### Source data:
══════════════════════════════
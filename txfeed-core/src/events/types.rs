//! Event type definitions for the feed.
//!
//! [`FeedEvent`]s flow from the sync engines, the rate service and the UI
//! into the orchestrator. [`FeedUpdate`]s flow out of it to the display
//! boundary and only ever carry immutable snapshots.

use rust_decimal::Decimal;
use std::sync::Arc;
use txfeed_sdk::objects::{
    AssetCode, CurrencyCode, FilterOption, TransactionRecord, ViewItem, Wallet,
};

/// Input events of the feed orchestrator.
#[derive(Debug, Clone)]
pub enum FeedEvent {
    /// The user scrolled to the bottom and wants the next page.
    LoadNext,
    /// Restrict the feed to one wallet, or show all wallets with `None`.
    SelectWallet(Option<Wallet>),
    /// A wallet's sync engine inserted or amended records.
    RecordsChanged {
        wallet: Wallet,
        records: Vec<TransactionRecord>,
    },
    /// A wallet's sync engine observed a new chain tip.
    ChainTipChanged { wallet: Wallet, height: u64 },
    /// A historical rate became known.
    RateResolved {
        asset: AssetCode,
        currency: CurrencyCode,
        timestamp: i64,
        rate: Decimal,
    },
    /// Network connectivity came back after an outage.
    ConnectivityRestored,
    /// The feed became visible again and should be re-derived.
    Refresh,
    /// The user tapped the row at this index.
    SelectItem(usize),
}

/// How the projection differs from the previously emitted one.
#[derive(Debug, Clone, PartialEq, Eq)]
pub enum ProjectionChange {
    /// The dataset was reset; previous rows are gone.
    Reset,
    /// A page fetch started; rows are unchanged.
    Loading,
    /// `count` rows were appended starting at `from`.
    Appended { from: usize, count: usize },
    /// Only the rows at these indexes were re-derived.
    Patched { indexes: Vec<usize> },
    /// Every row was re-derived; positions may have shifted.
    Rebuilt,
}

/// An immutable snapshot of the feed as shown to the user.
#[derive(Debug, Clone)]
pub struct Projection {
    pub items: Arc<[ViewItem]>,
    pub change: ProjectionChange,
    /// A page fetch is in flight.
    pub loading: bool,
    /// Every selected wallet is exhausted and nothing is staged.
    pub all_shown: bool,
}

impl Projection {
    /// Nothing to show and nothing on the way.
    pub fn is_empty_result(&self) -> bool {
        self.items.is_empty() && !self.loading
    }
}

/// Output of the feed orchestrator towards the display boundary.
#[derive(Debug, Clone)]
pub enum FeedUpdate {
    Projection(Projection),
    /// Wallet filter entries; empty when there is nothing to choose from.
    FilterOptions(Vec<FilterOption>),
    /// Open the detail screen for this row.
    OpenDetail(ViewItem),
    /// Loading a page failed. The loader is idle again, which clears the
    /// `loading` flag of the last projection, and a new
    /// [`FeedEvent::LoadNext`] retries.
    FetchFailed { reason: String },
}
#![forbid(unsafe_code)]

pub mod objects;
══════════════════════════════
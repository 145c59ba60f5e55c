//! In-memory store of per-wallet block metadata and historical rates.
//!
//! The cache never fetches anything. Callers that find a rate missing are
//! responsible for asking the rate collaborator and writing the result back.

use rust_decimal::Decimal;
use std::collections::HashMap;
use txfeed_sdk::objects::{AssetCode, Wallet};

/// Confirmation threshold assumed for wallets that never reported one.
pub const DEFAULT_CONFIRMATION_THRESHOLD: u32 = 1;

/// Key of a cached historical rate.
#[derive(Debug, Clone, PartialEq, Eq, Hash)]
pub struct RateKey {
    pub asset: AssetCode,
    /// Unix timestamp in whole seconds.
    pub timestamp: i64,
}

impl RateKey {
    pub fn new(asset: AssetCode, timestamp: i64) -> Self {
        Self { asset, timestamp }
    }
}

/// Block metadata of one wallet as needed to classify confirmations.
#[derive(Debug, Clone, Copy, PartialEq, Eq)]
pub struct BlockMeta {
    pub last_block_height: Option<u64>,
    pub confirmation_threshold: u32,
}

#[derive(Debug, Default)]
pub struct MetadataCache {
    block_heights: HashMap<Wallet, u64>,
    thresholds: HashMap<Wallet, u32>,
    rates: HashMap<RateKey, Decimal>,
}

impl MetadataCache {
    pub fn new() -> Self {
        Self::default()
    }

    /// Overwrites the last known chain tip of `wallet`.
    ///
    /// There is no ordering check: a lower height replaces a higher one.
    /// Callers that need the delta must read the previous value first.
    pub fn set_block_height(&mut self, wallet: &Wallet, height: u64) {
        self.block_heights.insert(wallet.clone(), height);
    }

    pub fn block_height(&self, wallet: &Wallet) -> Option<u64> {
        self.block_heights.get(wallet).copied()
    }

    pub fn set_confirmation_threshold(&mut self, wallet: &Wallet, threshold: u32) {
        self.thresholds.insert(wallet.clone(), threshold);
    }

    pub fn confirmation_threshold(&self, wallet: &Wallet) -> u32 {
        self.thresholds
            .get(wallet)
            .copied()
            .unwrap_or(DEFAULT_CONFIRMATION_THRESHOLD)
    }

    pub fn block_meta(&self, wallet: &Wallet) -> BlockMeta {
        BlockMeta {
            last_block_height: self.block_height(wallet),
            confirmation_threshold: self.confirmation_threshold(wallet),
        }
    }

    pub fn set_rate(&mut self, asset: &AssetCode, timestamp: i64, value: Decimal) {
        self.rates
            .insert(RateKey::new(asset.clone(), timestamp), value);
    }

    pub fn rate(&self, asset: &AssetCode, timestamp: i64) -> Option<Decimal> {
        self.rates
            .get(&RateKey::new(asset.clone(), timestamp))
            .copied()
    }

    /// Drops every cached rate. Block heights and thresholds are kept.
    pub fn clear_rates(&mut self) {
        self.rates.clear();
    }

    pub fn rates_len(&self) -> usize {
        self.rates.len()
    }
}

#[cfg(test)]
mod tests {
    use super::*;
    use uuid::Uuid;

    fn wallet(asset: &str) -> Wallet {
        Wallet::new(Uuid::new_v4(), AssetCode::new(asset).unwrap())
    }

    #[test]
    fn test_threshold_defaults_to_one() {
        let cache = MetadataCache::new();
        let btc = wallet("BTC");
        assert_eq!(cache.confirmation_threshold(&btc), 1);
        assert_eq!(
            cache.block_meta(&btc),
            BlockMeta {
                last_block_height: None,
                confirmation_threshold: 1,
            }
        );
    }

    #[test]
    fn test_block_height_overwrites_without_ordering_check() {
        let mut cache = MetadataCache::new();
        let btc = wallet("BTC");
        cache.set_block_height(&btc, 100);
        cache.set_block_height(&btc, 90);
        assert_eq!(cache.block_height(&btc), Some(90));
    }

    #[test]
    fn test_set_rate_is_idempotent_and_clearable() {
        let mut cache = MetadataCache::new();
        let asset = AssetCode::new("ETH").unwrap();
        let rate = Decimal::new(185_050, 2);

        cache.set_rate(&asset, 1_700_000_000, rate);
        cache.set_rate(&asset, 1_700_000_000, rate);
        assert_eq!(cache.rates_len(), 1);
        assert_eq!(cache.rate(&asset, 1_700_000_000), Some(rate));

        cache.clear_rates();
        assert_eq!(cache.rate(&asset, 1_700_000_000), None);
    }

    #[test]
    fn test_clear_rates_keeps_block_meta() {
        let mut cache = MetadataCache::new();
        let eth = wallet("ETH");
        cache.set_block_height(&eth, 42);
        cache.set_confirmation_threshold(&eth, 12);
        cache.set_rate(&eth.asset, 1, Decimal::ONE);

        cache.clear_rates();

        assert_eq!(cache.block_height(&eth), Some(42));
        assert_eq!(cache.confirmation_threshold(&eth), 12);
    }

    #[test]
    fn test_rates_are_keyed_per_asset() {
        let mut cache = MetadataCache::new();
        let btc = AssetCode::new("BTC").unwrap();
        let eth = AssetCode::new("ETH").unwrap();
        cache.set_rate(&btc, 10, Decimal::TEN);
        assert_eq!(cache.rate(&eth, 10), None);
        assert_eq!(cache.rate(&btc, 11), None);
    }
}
══════════════════════════════
### Exercise prompt:
The lines above from the one with "and historical rates." through the one with "cached historical rate." are to be duplicated exactly, ends included, with nothing added.

### Response:
//! In-memory store of per-wallet block metadata and historical rates.
//!
//! The cache never fetches anything. Callers that find a rate missing are
//! responsible for asking the rate collaborator and writing the result back.

use rust_decimal::Decimal;
use std::collections::HashMap;
use txfeed_sdk::objects::{AssetCode, Wallet};

/// Confirmation threshold assumed for wallets that never reported one.
pub const DEFAULT_CONFIRMATION_THRESHOLD: u32 = 1;

/// Key of a cached historical rate.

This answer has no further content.